In a new Q&A with The New York Times, the 58-year-old British comedian talks about what his life's been like under quarantine amid the coronavirus pandemic. Gervais said it actually hasn't been drastically different and is also conscious about others having it a lot harder.
"Apart from the gigs that were postponed, my life hasn't changed much," he says. "I didn't go out a lot, and there's always enough booze in the house for a nuclear winter. You won't hear me complain. Not when, every day, I see some millionaire celebrity going, 'I'm sad that I'm not on telly tonight.' Or, 'I had a swim in the pool that made me feel a little bit better.'"
At this point, he mocks Gal Gadot's Instagram video of herself singing John Lennon's "Imagine" in self-isolation with a few of her celebrity friends -- including Jamie Dornan, Natalie Portman and Kristen Wiig -- that some critics called tone-deaf. The New York Times notes Gervias begins to sing, "Imagine there's no heaven ... "
"I've got nothing against anyone being a celebrity or being famous," he adds. "I think that people are just a bit tired of being lectured to. Now celebrities think: 'The general public needs to see my face. They can't get to the cinema -- I need to do something.' And it's when you look into their eyes, you know that, even if they're doing something good, they're sort of thinking, 'I could weep at what a good person I am.' Oh dear."

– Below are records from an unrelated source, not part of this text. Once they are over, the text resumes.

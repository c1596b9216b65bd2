use rand::rngs::StdRng;
use rand::{Rng, SeedableRng};

use crate::array::Array;
use crate::error::{NdError, Result};
use crate::math::size_of_shape;

impl Array {
    /// Uniform samples in `[0, 1)` from the thread RNG.
    pub fn random(shape: &[usize]) -> Result<Array> {
        Array::random_with(shape, 0.0, 1.0, &mut rand::thread_rng())
    }

    /// Uniform samples in `[low, high)` from the thread RNG.
    pub fn random_range(shape: &[usize], low: f64, high: f64) -> Result<Array> {
        Array::random_with(shape, low, high, &mut rand::thread_rng())
    }

    /// Reproducible uniform samples in `[0, 1)`.
    pub fn random_seeded(shape: &[usize], seed: u64) -> Result<Array> {
        let mut rng = StdRng::seed_from_u64(seed);
        Array::random_with(shape, 0.0, 1.0, &mut rng)
    }

    pub fn random_with<R: Rng + ?Sized>(
        shape: &[usize],
        low: f64,
        high: f64,
        rng: &mut R,
    ) -> Result<Array> {
        if shape.is_empty() {
            return Err(NdError::shape("random", "at least one dimension", shape));
        }
        if !(low < high) {
            return Err(NdError::DegenerateArgument("random range needs low < high"));
        }
        if !(high - low).is_finite() {
            return Err(NdError::DegenerateArgument("random range needs finite bounds"));
        }
        let data = (0..size_of_shape(shape))
            .map(|_| rng.gen_range(low..high))
            .collect();
        Ok(Array::from_parts(shape.to_vec(), data))
    }
}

Gervais also responds to his critics for making fun of celebrities taking social justice stances while hosting the 2020 Golden Globes in January. The comedian called himself a "court jester" and made no apologies about going after "the richest people in the room." Though he notes that political conservatives who started following him afterward are probably disappointed in his personal stances.
"I didn't notice that on Twitter until a couple of disgruntled liberal elites suddenly said, 'Oh, Gervais is alt-right now,'" he says. "And I went, what? What's right-wing about taking the mickey out of the richest, most powerful corporations on the planet? But I've had this before. People that followed me, if they were far right, they're probably not atheists like me. They probably don't like some of the language that I use. They probably don't agree with my anti-trophy hunting stance. In general, I think most normal people follow a person for a particular reason or two. If the tweets I hate outnumber the ones I like, I'll unfollow him. No one has to be perfect to have friends. They just have to be, on balance, OK."
"I think that's the mistake people make: They think that every joke is a window to the comedian's soul -- because I wrote it and performed it under my own name, that that's really me," he also shares. "And that's just not true. I'll flip a joke halfway through and change my stance to make the joke better. I'll pretend to be right wing, left wing, whatever wing, no wing."